■ About this exercise
Write out, as an exact transcription, the line that has "fn fmt(&self, f: &mut" and each line after it through the end of the data below.

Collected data

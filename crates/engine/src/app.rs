//! Application state and composition.

use std::sync::Arc;

use crate::infrastructure::ports::{AssetStore, CharacterRepo, ContactRelay, RandomPort};
use crate::use_cases;
use crate::use_cases::management::{CharacterCrud, ProfileQueries};

/// Main application state.
///
/// Holds the storage handle and all use cases.
/// Passed to HTTP handlers via Axum state.
pub struct App {
    pub repositories: Repositories,
    pub use_cases: UseCases,
}

/// Container for storage handles whose lifecycle the app owns.
pub struct Repositories {
    pub character: Arc<dyn CharacterRepo>,
}

/// Container for all use cases.
pub struct UseCases {
    pub management: use_cases::ManagementUseCases,
    pub images: use_cases::ImageIntake,
    pub contact: use_cases::ContactUseCases,
}

impl App {
    /// Create a new App with all dependencies wired up.
    pub fn new(
        character_repo: Arc<dyn CharacterRepo>,
        asset_store: Arc<dyn AssetStore>,
        relay: Arc<dyn ContactRelay>,
        random: Arc<dyn RandomPort>,
    ) -> Self {
        let management = use_cases::ManagementUseCases::new(
            CharacterCrud::new(character_repo.clone(), random),
            ProfileQueries::default(),
        );

        Self {
            repositories: Repositories {
                character: character_repo,
            },
            use_cases: UseCases {
                management,
                images: use_cases::ImageIntake::new(asset_store),
                contact: use_cases::ContactUseCases::new(relay),
            },
        }
    }

    /// Close the storage handle. Call once, after the server has stopped.
    pub async fn shutdown(&self) {
        self.repositories.character.close().await;
    }
}
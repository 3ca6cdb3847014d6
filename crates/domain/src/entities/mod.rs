//! Domain entities.

pub mod character;
pub mod profile;

pub use character::{Character, CharacterDraft, CharacterFields};
pub use profile::{seed_profiles, CharacterProfile};
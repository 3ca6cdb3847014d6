//! Client-submitted text fields.

use std::fmt;

use serde::de::{self, IgnoredAny, MapAccess, SeqAccess, Visitor};
use serde::{Deserialize, Deserializer};

/// A field a client was supposed to send as a string.
///
/// Deserialization never fails on the value's type: a number, boolean,
/// array or object lands in [`TextInput::NotText`], leaving it to
/// validation to reject the field by name.
#[derive(Debug, Clone, PartialEq, Eq)]
pub enum TextInput {
    Text(String),
    NotText,
}

impl TextInput {
    pub fn as_text(&self) -> Option<&str> {
        match self {
            Self::Text(text) => Some(text),
            Self::NotText => None,
        }
    }
}

impl From<String> for TextInput {
    fn from(value: String) -> Self {
        Self::Text(value)
    }
}

impl From<&str> for TextInput {
    fn from(value: &str) -> Self {
        Self::Text(value.to_string())
    }
}

impl<'de> Deserialize<'de> for TextInput {
    fn deserialize<D>(deserializer: D) -> Result<Self, D::Error>
    where
        D: Deserializer<'de>,
    {
        deserializer.deserialize_any(TextInputVisitor)
    }
}

struct TextInputVisitor;

impl<'de> Visitor<'de> for TextInputVisitor {
    type Value = TextInput;

    fn expecting(&self, f: &mut fmt::Formatter<'_>) -> fmt::Result {
        f.write_str("any value")
    }

    fn visit_str<E: de::Error>(self, value: &str) -> Result<TextInput, E> {
        Ok(TextInput::Text(value.to_string()))
    }

    fn visit_string<E: de::Error>(self, value: String) -> Result<TextInput, E> {
        Ok(TextInput::Text(value))
    }

    fn visit_bool<E: de::Error>(self, _: bool) -> Result<TextInput, E> {
        Ok(TextInput::NotText)
    }

    fn visit_i64<E: de::Error>(self, _: i64) -> Result<TextInput, E> {
        Ok(TextInput::NotText)
    }

    fn visit_u64<E: de::Error>(self, _: u64) -> Result<TextInput, E> {
        Ok(TextInput::NotText)
    }

    fn visit_f64<E: de::Error>(self, _: f64) -> Result<TextInput, E> {
        Ok(TextInput::NotText)
    }

    fn visit_unit<E: de::Error>(self) -> Result<TextInput, E> {
        Ok(TextInput::NotText)
    }

    fn visit_seq<A: SeqAccess<'de>>(self, mut seq: A) -> Result<TextInput, A::Error> {
        while seq.next_element::<IgnoredAny>()?.is_some() {}
        Ok(TextInput::NotText)
    }

    fn visit_map<A: MapAccess<'de>>(self, mut map: A) -> Result<TextInput, A::Error> {
        while map.next_entry::<IgnoredAny, IgnoredAny>()?.is_some() {}
        Ok(TextInput::NotText)
    }
}
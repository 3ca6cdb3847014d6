use std::fmt;
use std::str::FromStr;

use serde::{Deserialize, Serialize};
use uuid::Uuid;

use crate::DomainError;

/// Longest identifier the catalog accepts.
pub const MAX_CHARACTER_ID_LEN: usize = 64;

/// Lookup key of a catalog record.
///
/// Ids are either supplied by the client (`"mario"`) or generated. Either way
/// they travel as a URL path segment, so only ASCII letters, digits, `-` and
/// `_` are allowed.
#[derive(Debug, Clone, PartialEq, Eq, Hash, PartialOrd, Ord, Serialize, Deserialize)]
#[serde(try_from = "String", into = "String")]
pub struct CharacterId(String);

impl CharacterId {
    /// Id in UUID simple (32 lowercase hex) form.
    pub fn from_uuid(uuid: Uuid) -> Self {
        Self(uuid.simple().to_string())
    }

    pub fn parse(value: impl Into<String>) -> Result<Self, DomainError> {
        let value = value.into();
        if value.is_empty() {
            return Err(DomainError::invalid_id("id cannot be empty"));
        }
        if value.len() > MAX_CHARACTER_ID_LEN {
            return Err(DomainError::invalid_id(format!(
                "id exceeds maximum length of {MAX_CHARACTER_ID_LEN}"
            )));
        }
        if let Some(c) = value
            .chars()
            .find(|c| !(c.is_ascii_alphanumeric() || *c == '-' || *c == '_'))
        {
            return Err(DomainError::invalid_id(format!(
                "id contains unsupported character {c:?}"
            )));
        }
        Ok(Self(value))
    }

    pub fn as_str(&self) -> &str {
        &self.0
    }
}

impl fmt::Display for CharacterId {
    fn fmt(&self, f: &mut fmt::Formatter<'_>) -> fmt::Result {
        f.write_str(&self.0)
    }
}

impl FromStr for CharacterId {
    type Err = DomainError;

    fn from_str(s: &str) -> Result<Self, Self::Err> {
        Self::parse(s)
    }
}

impl TryFrom<String> for CharacterId {
    type Error = DomainError;

    fn try_from(value: String) -> Result<Self, Self::Error> {
        Self::parse(value)
    }
}

impl From<CharacterId> for String {
    fn from(value: CharacterId) -> Self {
        value.0
    }
}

■ Answer to this problem
    fn fmt(&self, f: &mut fmt::Formatter<'_>) -> fmt::Result {
        f.write_str(&self.0)
    }
}

impl FromStr for CharacterId {
    type Err = DomainError;

    fn from_str(s: &str) -> Result<Self, Self::Err> {
        Self::parse(s)
    }
}

impl TryFrom<String> for CharacterId {
    type Error = DomainError;

    fn try_from(value: String) -> Result<Self, Self::Error> {
        Self::parse(value)
    }
}

impl From<CharacterId> for String {
    fn from(value: CharacterId) -> Self {
        value.0
    }
}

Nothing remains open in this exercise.